Emergenza COVID – 19, ma non solo: colletti bianchi e operatori socio – sanitari sono allo stremo. È Massimo Tortorella, Presidente del pool legale Consulcesi, a lanciare l’allarme: “I nostri operatori sanitari continuano a essere spremuti e, per di più, non sempre lo fanno in condizioni di sicurezza. Con il rischio anche di sacrificare la propria salute fisica e mentale. Tutto questo senza un adeguato riconoscimento”. La situazione descritta dal Presidente di Consulcesi Massimo Tortorella è stata solo acuita dalla pandemia poiché, anche prima del COVID – 19, la situazione era già instabile, precaria e difficile. Il diffondersi ed il protrarsi dell’emergenza sanitaria da ormai più di un anno ha reso più difficile la vita professionale di medici ed operatori socio – sanitari, attualmente costretti a sostenere turni sfiancanti e ferie negate. Infatti, alle carenze di personale non si è mai risposto con nuove assunzioni e, il lungo momento di emergenza, ha messo in evidenza una situazione già critica e complessa.
Pertanto, la direttiva 2003/88/CE, che incoraggia la sicurezza e la salute dei lavoratori e nell’articolo 6 afferma che l’orario settimanale di lavoro deve essere in media di 48 ore al massimo, non viene rispettata. Inoltre, nelle 48 ore deve rientrare anche la corresponsione di uno straordinario. Sempre all’interno della medesima direttiva e all’articolo 3 si parla del diritto al riposo. A tal proposito, si afferma che ogni giorno devono essere riservate “11 ore consecutive di ristoro e un periodo di riposo di minimo 24 ore consecutive per ogni periodo lavorativo della durata di 7 giorni”. L’articolo 17 della stessa direttiva consente “agli stati membri la possibilità di introdurre delle deroghe ai limiti imposti al riposo minimo giornaliero e alla durata massima dell’orario settimanale”, soprattutto qualora si tratti “di servizi relativi all’accettazione, al trattamento e/o alle cure prestati da ospedali o stabilimenti analoghi, comprese le attività dei medici in formazione”.

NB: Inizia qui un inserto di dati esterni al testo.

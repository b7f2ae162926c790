//! The typewriter that reveals a dialog line character by character.

use std::{
    collections::VecDeque,
    sync::{
        atomic::{AtomicBool, Ordering},
        Arc,
    },
};

use bevy::{audio::AudioSource, prelude::*};

use crate::{errors::SayDialogError, prelude::SayId};

/// Characters followed by [`Writer::punctuation_pause`].
const PUNCTUATION: &[char] = &['.', ',', '!', '?', ';', ':'];

/// A shared flag used to ask a write to stop.
///
/// Cancelling only raises the flag; the [`Writer`] notices it on its next tick
/// and ends the write with [`WriteOutcome::Cancelled`].
#[derive(Debug, Clone, Default)]
pub struct CancellationToken(Arc<AtomicBool>);

impl CancellationToken {
    /// Requests cancellation.
    pub fn cancel(&self) {
        self.0.store(true, Ordering::Relaxed);
    }

    /// Whether cancellation was requested.
    pub fn is_cancelled(&self) -> bool {
        self.0.load(Ordering::Relaxed)
    }
}

/// How a write ended.
#[derive(Debug, Clone, Copy, PartialEq, Eq)]
pub enum WriteOutcome {
    /// The whole line was revealed and the input wait, if any, was satisfied.
    Finished,
    /// The write was stopped, cleared or superseded before finishing.
    Cancelled,
}

/// The writer's progress on its current line.
#[derive(Debug, Default, Clone, Copy, PartialEq, Eq)]
pub enum WriterState {
    /// Nothing to do.
    #[default]
    Idle,
    /// Characters are still being revealed.
    Revealing,
    /// The line is fully shown and the writer waits for a continue request.
    WaitingForInput,
}

/// A line handed to the [`Writer`].
#[derive(Debug, Clone)]
pub struct WriteJob {
    /// The say request this line belongs to.
    pub id: SayId,
    /// The text to reveal.
    pub text: String,
    /// Whether the text already shown is cleared first.
    pub clear_previous: bool,
    /// Whether the writer waits for a continue request once the line is revealed.
    pub wait_for_input: bool,
    /// Whether the voice-over is stopped when the write ends.
    pub stop_voiceover: bool,
    /// Clip to tick while characters are revealed.
    pub sound_effect: Option<Handle<AudioSource>>,
}

/// A write in progress.
#[derive(Debug)]
struct ActiveWrite {
    /// The job being written.
    job: WriteJob,
    /// Characters not revealed yet.
    remaining: VecDeque<char>,
    /// Time accumulated toward the next character.
    timer: f32,
    /// A continue request arrived and was not consumed yet.
    input: bool,
    /// Raised to stop the write on the next tick.
    token: CancellationToken,
}

/// A write that ended during a [`Writer::tick`].
#[derive(Debug, Clone, PartialEq, Eq)]
pub struct WriteEnd {
    /// The say request the write belonged to.
    pub id: SayId,
    /// How it ended.
    pub outcome: WriteOutcome,
    /// Whether the voice-over should be stopped now.
    pub stop_voiceover: bool,
}

/// What happened during one [`Writer::tick`].
#[derive(Debug, Default)]
pub struct WriterTick {
    /// Number of non-whitespace characters revealed.
    pub revealed: usize,
    /// The typing sound of the current line, if any character was revealed.
    pub sound_effect: Option<Handle<AudioSource>>,
    /// Set when the current write ended.
    pub ended: Option<WriteEnd>,
}

/// Reveals text incrementally into a dialog's story text.
///
/// A write goes `Idle -> Revealing -> (WaitingForInput ->) Idle`. While not idle
/// the writer counts as writing, which keeps the dialog opaque.
#[derive(Component, Debug)]
pub struct Writer {
    /// Current progress.
    state: WriterState,
    /// The write in progress, if any.
    active: Option<ActiveWrite>,
    /// The text currently displayed.
    text: String,
    /// Set when `text` changed since the last [`Writer::take_text_change`].
    text_changed: bool,
    /// Characters revealed per second. Zero or less reveals the line at once.
    pub chars_per_second: f32,
    /// Extra delay in seconds after punctuation.
    pub punctuation_pause: f32,
    /// Whether a continue request while revealing shows the rest of the line at once.
    pub instant_complete: bool,
}

impl Default for Writer {
    fn default() -> Self {
        Self {
            state: WriterState::Idle,
            active: None,
            text: String::new(),
            text_changed: false,
            chars_per_second: 40.0,
            punctuation_pause: 0.0,
            instant_complete: true,
        }
    }
}

impl Writer {
    /// Creates an idle writer with the given timings.
    pub fn new(chars_per_second: f32, punctuation_pause: f32, instant_complete: bool) -> Self {
        Self {
            chars_per_second,
            punctuation_pause,
            instant_complete,
            ..default()
        }
    }

    /// Whether a line is being revealed or waits for input.
    pub fn is_writing(&self) -> bool {
        self.state != WriterState::Idle
    }

    /// Whether the writer waits for a continue request.
    pub fn is_waiting_for_input(&self) -> bool {
        self.state == WriterState::WaitingForInput
    }

    /// The current state.
    pub fn state(&self) -> WriterState {
        self.state
    }

    /// The text displayed so far.
    pub fn text(&self) -> &str {
        &self.text
    }

    /// The say request being written, if any.
    pub fn current(&self) -> Option<SayId> {
        self.active.as_ref().map(|a| a.job.id)
    }

    /// Starts writing `job`. Fails if a write is still in progress.
    ///
    /// Returns the token that cancels this write.
    pub fn write(&mut self, job: WriteJob) -> Result<CancellationToken, SayDialogError> {
        if self.is_writing() {
            return Err(SayDialogError::WriterBusy);
        }
        if job.clear_previous {
            self.set_text(String::new());
        }
        let token = CancellationToken::default();
        self.active = Some(ActiveWrite {
            remaining: job.text.chars().collect(),
            job,
            timer: 0.0,
            input: false,
            token: token.clone(),
        });
        self.state = WriterState::Revealing;
        Ok(token)
    }

    /// Asks the current write to stop. It ends on the next tick.
    pub fn stop(&mut self) {
        if let Some(active) = &self.active {
            active.token.cancel();
        }
    }

    /// Ends the current write right away.
    pub fn abort(&mut self) -> Option<WriteEnd> {
        self.end(WriteOutcome::Cancelled)
    }

    /// Registers a continue request from the player.
    pub fn continue_input(&mut self) {
        if let Some(active) = &mut self.active {
            active.input = true;
        }
    }

    /// Removes the displayed text.
    pub fn clear_text(&mut self) {
        self.set_text(String::new());
    }

    /// Returns the displayed text if it changed since the last call.
    pub(crate) fn take_text_change(&mut self) -> Option<&str> {
        if self.text_changed {
            self.text_changed = false;
            Some(&self.text)
        } else {
            None
        }
    }

    /// Advances the current write by `dt` seconds.
    pub fn tick(&mut self, dt: f32) -> WriterTick {
        let mut report = WriterTick::default();
        let Some(active) = &mut self.active else {
            return report;
        };

        if active.token.is_cancelled() {
            report.ended = self.end(WriteOutcome::Cancelled);
            return report;
        }

        if self.state == WriterState::Revealing {
            let reveal_all =
                self.chars_per_second <= 0.0 || (active.input && self.instant_complete);
            active.input = false;

            let mut revealed = String::new();
            if reveal_all {
                revealed.extend(active.remaining.drain(..));
            } else {
                active.timer += dt;
                let interval = 1.0 / self.chars_per_second;
                while active.timer >= interval {
                    let Some(c) = active.remaining.pop_front() else {
                        break;
                    };
                    active.timer -= interval;
                    revealed.push(c);
                    if PUNCTUATION.contains(&c) {
                        active.timer -= self.punctuation_pause;
                    }
                }
            }

            report.revealed = revealed.chars().filter(|c| !c.is_whitespace()).count();
            if report.revealed > 0 {
                report.sound_effect = active.job.sound_effect.clone();
            }

            let done = active.remaining.is_empty();
            let wait = active.job.wait_for_input;
            if !revealed.is_empty() {
                self.text.push_str(&revealed);
                self.text_changed = true;
            }

            if done {
                if wait {
                    self.state = WriterState::WaitingForInput;
                } else {
                    report.ended = self.end(WriteOutcome::Finished);
                }
            }
        } else if self.state == WriterState::WaitingForInput && active.input {
            report.ended = self.end(WriteOutcome::Finished);
        }

        report
    }

    /// Drops the current write and goes back to idle.
    fn end(&mut self, outcome: WriteOutcome) -> Option<WriteEnd> {
        self.state = WriterState::Idle;
        self.active.take().map(|active| WriteEnd {
            id: active.job.id,
            outcome,
            stop_voiceover: active.job.stop_voiceover,
        })
    }

    /// Replaces the displayed text.
    fn set_text(&mut self, text: String) {
        self.text = text;
        self.text_changed = true;
    }
}

#[cfg(test)]
mod tests {
    use rstest::{fixture, rstest};

    use super::*;

    #[fixture]
    fn writer() -> Writer {
        Writer::new(10.0, 0.0, true)
    }

    fn job(text: &str) -> WriteJob {
        WriteJob {
            id: SayId::next(),
            text: text.to_string(),
            clear_previous: true,
            wait_for_input: false,
            stop_voiceover: false,
            sound_effect: None,
        }
    }

    #[rstest]
    fn reveals_at_speed(mut writer: Writer) {
        let j = job("Hello");
        let id = j.id;
        writer.write(j).unwrap();
        assert!(writer.is_writing());

        let tick = writer.tick(0.25);
        assert_eq!(tick.revealed, 2);
        assert_eq!(writer.text(), "He");
        assert!(tick.ended.is_none());

        let tick = writer.tick(0.3);
        assert_eq!(writer.text(), "Hello");
        assert_eq!(
            tick.ended,
            Some(WriteEnd {
                id,
                outcome: WriteOutcome::Finished,
                stop_voiceover: false
            })
        );
        assert!(!writer.is_writing());
    }

    #[rstest]
    fn busy_writer_rejects_new_write(mut writer: Writer) {
        writer.write(job("one")).unwrap();
        assert_eq!(
            writer.write(job("two")).err(),
            Some(SayDialogError::WriterBusy)
        );
    }

    #[rstest]
    fn waits_for_input(mut writer: Writer) {
        writer.write(WriteJob {
            wait_for_input: true,
            ..job("Hi")
        })
        .unwrap();
        writer.tick(1.0);
        assert!(writer.is_waiting_for_input());
        assert!(writer.is_writing());

        assert!(writer.tick(1.0).ended.is_none());

        writer.continue_input();
        let ended = writer.tick(0.0).ended.unwrap();
        assert_eq!(ended.outcome, WriteOutcome::Finished);
        assert!(!writer.is_waiting_for_input());
        assert!(!writer.is_writing());
    }

    #[rstest]
    fn continue_while_revealing_completes_instantly(mut writer: Writer) {
        writer.write(WriteJob {
            wait_for_input: true,
            ..job("A long line")
        })
        .unwrap();
        writer.continue_input();
        writer.tick(0.0);
        assert_eq!(writer.text(), "A long line");
        // the same request does not also satisfy the input wait
        assert!(writer.is_waiting_for_input());
    }

    #[rstest]
    fn continue_is_ignored_without_instant_complete(mut writer: Writer) {
        writer.instant_complete = false;
        writer.write(job("abc")).unwrap();
        writer.continue_input();
        writer.tick(0.0);
        assert_eq!(writer.text(), "");
    }

    #[rstest]
    fn stop_is_observed_on_next_tick(mut writer: Writer) {
        writer.write(job("Hello")).unwrap();
        writer.tick(0.1);
        writer.stop();
        assert!(writer.is_writing());

        let ended = writer.tick(0.1).ended.unwrap();
        assert_eq!(ended.outcome, WriteOutcome::Cancelled);
        assert!(!writer.is_writing());
        assert_eq!(writer.text(), "H");
    }

    #[rstest]
    fn token_cancels_from_outside(mut writer: Writer) {
        let token = writer.write(job("Hello")).unwrap();
        token.cancel();
        assert_eq!(
            writer.tick(0.0).ended.map(|e| e.outcome),
            Some(WriteOutcome::Cancelled)
        );
    }

    #[rstest]
    fn appends_when_not_clearing(mut writer: Writer) {
        writer.chars_per_second = 0.0;
        writer.write(job("Hello")).unwrap();
        writer.tick(0.0);
        writer
            .write(WriteJob {
                clear_previous: false,
                ..job(" there")
            })
            .unwrap();
        let tick = writer.tick(0.0);
        assert_eq!(writer.text(), "Hello there");
        assert_eq!(tick.revealed, 5);
    }

    #[rstest]
    fn punctuation_pauses(mut writer: Writer) {
        writer.punctuation_pause = 0.5;
        writer.write(job("a.b")).unwrap();
        writer.tick(0.2);
        assert_eq!(writer.text(), "a.");
        writer.tick(0.3);
        assert_eq!(writer.text(), "a.");
        writer.tick(0.4);
        assert_eq!(writer.text(), "a.b");
    }

    #[rstest]
    fn sound_effect_only_on_visible_characters(mut writer: Writer) {
        let clip = Handle::<AudioSource>::weak_from_u128(7);
        writer
            .write(WriteJob {
                sound_effect: Some(clip.clone()),
                ..job(" x")
            })
            .unwrap();
        let tick = writer.tick(0.1);
        assert_eq!(tick.revealed, 0);
        assert!(tick.sound_effect.is_none());

        let tick = writer.tick(0.1);
        assert_eq!(tick.revealed, 1);
        assert_eq!(tick.sound_effect, Some(clip));
    }

    #[rstest]
    fn abort_ends_immediately(mut writer: Writer) {
        assert!(writer.abort().is_none());
        writer.write(job("Hello")).unwrap();
        assert_eq!(
            writer.abort().map(|e| e.outcome),
            Some(WriteOutcome::Cancelled)
        );
        assert_eq!(writer.state(), WriterState::Idle);
    }
}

Tuttavia, questa opzione può essere presa in considerazione solo se, in un secondo momento, il lavoratore ottenga un adeguato periodo di riposo appropriato. In casi eccezionali, se questo periodo non può essere concesso per motivi di causa maggiore, lo stesso deve essere tutelato con un’adeguata protezione. L’Italia ha impiegato molto tempo prima di recepire la direttiva e si è adeguata a alla disciplina europea solo in seguito ad un pronunciamento emesso dalla Commissione Europea nel novembre 2015. In seguito a questo riconoscimento, molti professionisti del settore hanno avanzato richieste di rimborsi e risarcimenti. Infatti, stando alla disciplina legislativa e alle Direttive europee, il personale medico e socio – sanitario avrebbe diritto a decine o centinaia di migliaia di euro di risarcimento. Dunque, lo scatenarsi e il protrarsi dell’emergenza sanitaria ha reso più evidente e complessa la situazione nel comparto medico, portando ad un autentico sfruttamento dei lavoratori del settore. Questa situazione estrema rischia di far impennare il numero di azioni legali, che potrebbe avere conseguenze economiche notevoli per i conti delle aziende sanitarie e le economie del Sistema Sanitario Nazionale. Inoltre, le conseguenze di questa situazione di sfruttamento potrebbero generare anche un impatto negativo sullo stato psico – fisico del personale stesso.